## DATA FOR THIS TASK
//! Persisted production entities derived by the detection components.

use bitflags::bitflags;
use chrono::{DateTime, Duration, Utc};
use serde::{Deserialize, Serialize};

use crate::range::TimeRange;
use crate::types::{
    AutoSequenceId, BetweenCyclesId, ComponentId, LineId, LogLevel, MachineId, MachineModuleId,
    ManufacturingOrderId, OperationCycleId, OperationId, OperationSlotId, SequenceId,
    SequenceSlotId, WorkOrderId, WorkPieceId,
};

bitflags! {
    /// Which bounds of an operation cycle are estimated rather than observed.
    #[derive(Debug, Default, Clone, Copy, PartialEq, Eq, Hash, Serialize, Deserialize)]
    pub struct CycleStatus: u8 {
        const BEGIN_ESTIMATED = 0b01;
        const END_ESTIMATED = 0b10;
    }
}

/// One machining cycle of a machine.
///
/// A cycle is *full* once its end is observed. A *partial* cycle has no end
/// yet, or only an estimated one.
#[derive(Debug, Clone, PartialEq, Eq)]
pub struct OperationCycle {
    /// `None` until the cycle is persisted.
    pub id: Option<OperationCycleId>,
    pub machine: MachineId,
    pub begin: Option<DateTime<Utc>>,
    pub end: Option<DateTime<Utc>>,
    pub status: CycleStatus,
    pub full: bool,
    pub quantity: Option<i32>,
    pub operation_slot: Option<OperationSlotId>,
    /// Optimistic-lock version, bumped by the store on every update.
    pub version: i64,
}

impl OperationCycle {
    /// Creates an unsaved cycle with no bounds.
    pub const fn new(machine: MachineId) -> Self {
        Self {
            id: None,
            machine,
            begin: None,
            end: None,
            status: CycleStatus::empty(),
            full: false,
            quantity: None,
            operation_slot: None,
            version: 0,
        }
    }

    /// Creates an unsaved cycle starting at an observed begin.
    pub const fn starting_at(machine: MachineId, begin: DateTime<Utc>) -> Self {
        let mut cycle = Self::new(machine);
        cycle.begin = Some(begin);
        cycle
    }

    pub fn set_begin(&mut self, begin: DateTime<Utc>) {
        self.begin = Some(begin);
        self.status.remove(CycleStatus::BEGIN_ESTIMATED);
    }

    pub fn set_estimated_begin(&mut self, begin: DateTime<Utc>) {
        self.begin = Some(begin);
        self.status.insert(CycleStatus::BEGIN_ESTIMATED);
    }

    pub fn set_real_end(&mut self, end: DateTime<Utc>) {
        self.end = Some(end);
        self.status.remove(CycleStatus::END_ESTIMATED);
    }

    pub fn set_estimated_end(&mut self, end: DateTime<Utc>) {
        self.end = Some(end);
        self.status.insert(CycleStatus::END_ESTIMATED);
    }

    pub const fn has_real_begin(&self) -> bool {
        self.begin.is_some() && !self.status.contains(CycleStatus::BEGIN_ESTIMATED)
    }

    pub const fn has_real_end(&self) -> bool {
        self.end.is_some() && !self.status.contains(CycleStatus::END_ESTIMATED)
    }

    pub const fn has_estimated_end(&self) -> bool {
        self.end.is_some() && self.status.contains(CycleStatus::END_ESTIMATED)
    }

    /// The instant the cycle is ordered by.
    ///
    /// The real end for a full cycle, the real begin for a partial one, and an
    /// estimated bound only when nothing was observed.
    pub fn date_time(&self) -> Option<DateTime<Utc>> {
        if self.has_real_end() || (self.end.is_some() && self.full) {
            return self.end;
        }
        if self.has_real_begin() {
            return self.begin;
        }
        self.end.or(self.begin)
    }

    /// The default full-cycle rule: the end is known and observed.
    pub const fn is_full_by_end(&self) -> bool {
        self.has_real_end()
    }
}

/// The context a detection assigns to an operation slot besides its operation.
#[derive(Debug, Default, Clone, Copy, PartialEq, Eq, Hash, Serialize, Deserialize)]
pub struct SlotContext {
    pub work_order: Option<WorkOrderId>,
    pub component: Option<ComponentId>,
    pub line: Option<LineId>,
    pub manufacturing_order: Option<ManufacturingOrderId>,
}

impl SlotContext {
    pub const fn is_empty(&self) -> bool {
        self.work_order.is_none()
            && self.component.is_none()
            && self.line.is_none()
            && self.manufacturing_order.is_none()
    }
}

/// A time range of a machine with a constant operation context.
#[derive(Debug, Clone, PartialEq, Eq)]
pub struct OperationSlot {
    pub id: OperationSlotId,
    pub machine: MachineId,
    pub range: TimeRange,
    pub operation: Option<OperationId>,
    pub context: SlotContext,
    /// Number of cycles linked to this slot.
    pub total_cycles: i32,
}

impl OperationSlot {
    /// Same operation, component and work order.
    pub fn same_work(&self, other: &Self) -> bool {
        self.operation == other.operation
            && self.context.component == other.context.component
            && self.context.work_order == other.context.work_order
    }
}

/// Idle gap between a full cycle and the next cycle.
#[derive(Debug, Clone, PartialEq, Eq)]
pub struct BetweenCycles {
    pub id: Option<BetweenCyclesId>,
    pub machine: MachineId,
    pub previous_cycle: OperationCycleId,
    pub next_cycle: OperationCycleId,
    pub begin: DateTime<Utc>,
    pub end: DateTime<Utc>,
}

/// A directly tagged sequence execution on a machine module.
#[derive(Debug, Clone, PartialEq, Eq)]
pub struct SequenceSlot {
    pub id: Option<SequenceSlotId>,
    pub module: MachineModuleId,
    pub range: TimeRange,
    pub sequence: Option<SequenceId>,
    /// Earliest known begin of the activity that follows this slot.
    pub next_begin: Option<DateTime<Utc>>,
    pub version: i64,
}

impl SequenceSlot {
    pub const fn new(module: MachineModuleId, range: TimeRange, sequence: SequenceId) -> Self {
        Self {
            id: None,
            module,
            range,
            sequence: Some(sequence),
            next_begin: None,
            version: 0,
        }
    }
}

/// What an auto-sequence record was inferred for.
#[derive(Debug, Clone, Copy, PartialEq, Eq, Hash, Serialize, Deserialize)]
#[serde(rename_all = "snake_case")]
pub enum AutoSequenceKind {
    Sequence(SequenceId),
    Operation(OperationId),
}

/// Inferred activity of an auto-only sequence or of an operation with no tagged sequence.
#[derive(Debug, Clone, PartialEq, Eq)]
pub struct AutoSequence {
    pub id: Option<AutoSequenceId>,
    pub module: MachineModuleId,
    pub range: TimeRange,
    pub kind: AutoSequenceKind,
    pub version: i64,
}

impl AutoSequence {
    pub const fn new(module: MachineModuleId, range: TimeRange, kind: AutoSequenceKind) -> Self {
        Self {
            id: None,
            module,
            range,
            kind,
            version: 0,
        }
    }
}

/// Progress marker of the sequence believed to run on a machine module.
#[derive(Debug, Clone, PartialEq, Eq)]
pub struct SequenceMilestone {
    pub module: MachineModuleId,
    pub date_time: DateTime<Utc>,
    pub sequence: Option<SequenceId>,
    /// Time already spent in the sequence at `date_time`.
    pub milestone: Option<Duration>,
    pub completed: bool,
}

/// A persisted diagnostic for operators. Written by detection, never read back by it.
#[derive(Debug, Clone, PartialEq, Eq)]
pub struct DetectionLog {
    pub date_time: DateTime<Utc>,
    pub level: LogLevel,
    pub message: String,
    pub machine: MachineId,
    pub module: Option<MachineModuleId>,
    /// Name of the detection component that wrote the log.
    pub source: String,
}

/// A machine module and the machine it belongs to.
#[derive(Debug, Clone, Copy, PartialEq, Eq, Hash, Serialize, Deserialize)]
pub struct MachineModule {
    pub id: MachineModuleId,
    pub machine: MachineId,
}

#[derive(Debug, Clone, PartialEq, Eq, Serialize, Deserialize)]
pub struct Operation {
    pub id: OperationId,
    pub code: Option<String>,
    pub name: Option<String>,
    #[serde(default)]
    pub intermediate_work_pieces: Vec<WorkPieceId>,
}

#[derive(Debug, Clone, PartialEq, Eq, Serialize, Deserialize)]
pub struct Sequence {
    pub id: SequenceId,
    pub operation: OperationId,
    pub name: Option<String>,
    /// Sequences that are only auto-detected never produce sequence slots.
    #[serde(default)]
    pub auto_only: bool,
}

/// A manufacturing order candidate for the next operation of a machine.
#[derive(Debug, Clone, PartialEq, Eq, Serialize, Deserialize)]
pub struct ManufacturingOrder {
    pub id: ManufacturingOrderId,
    pub operation: OperationId,
    pub machine: Option<MachineId>,
    /// Position in the machine's planned queue.
    pub order: Option<i32>,
    pub work_order: Option<WorkOrderId>,
    pub component: Option<ComponentId>,
}

/// What an association assigns over its range.
#[derive(Debug, Clone, Copy, PartialEq, Eq)]
pub enum AssociationTarget {
    /// Sets the operation (or removes it with `None`) and the given context fields.
    Operation {
        operation: Option<OperationId>,
        context: SlotContext,
    },
    Component(ComponentId),
    WorkOrder(WorkOrderId),
    ManufacturingOrder {
        manufacturing_order: ManufacturingOrderId,
        work_order: Option<WorkOrderId>,
    },
}

/// A change of the operation-slot timeline of a machine over a range.
#[derive(Debug, Clone, Copy, PartialEq, Eq)]
pub struct Association {
    pub machine: MachineId,
    pub range: TimeRange,
    pub target: AssociationTarget,
    /// Set by automatic inference rather than by an operator.
    pub auto: bool,
    /// Set by a detection rather than by a manual input.
    pub detected: bool,
}

impl Association {
    pub const fn operation(
        machine: MachineId,
        range: TimeRange,
        operation: Option<OperationId>,
    ) -> Self {
        Self {
            machine,
            range,
            target: AssociationTarget::Operation {
                operation,
                context: SlotContext {
                    work_order: None,
                    component: None,
                    line: None,
                    manufacturing_order: None,
                },
            },
            auto: false,
            detected: true,
        }
    }
}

## THE TASK
Each line of the data that contains "tagged" belongs in the answer.

## EXERCISE RESULT
/// A directly tagged sequence execution on a machine module.
/// Inferred activity of an auto-only sequence or of an operation with no tagged sequence.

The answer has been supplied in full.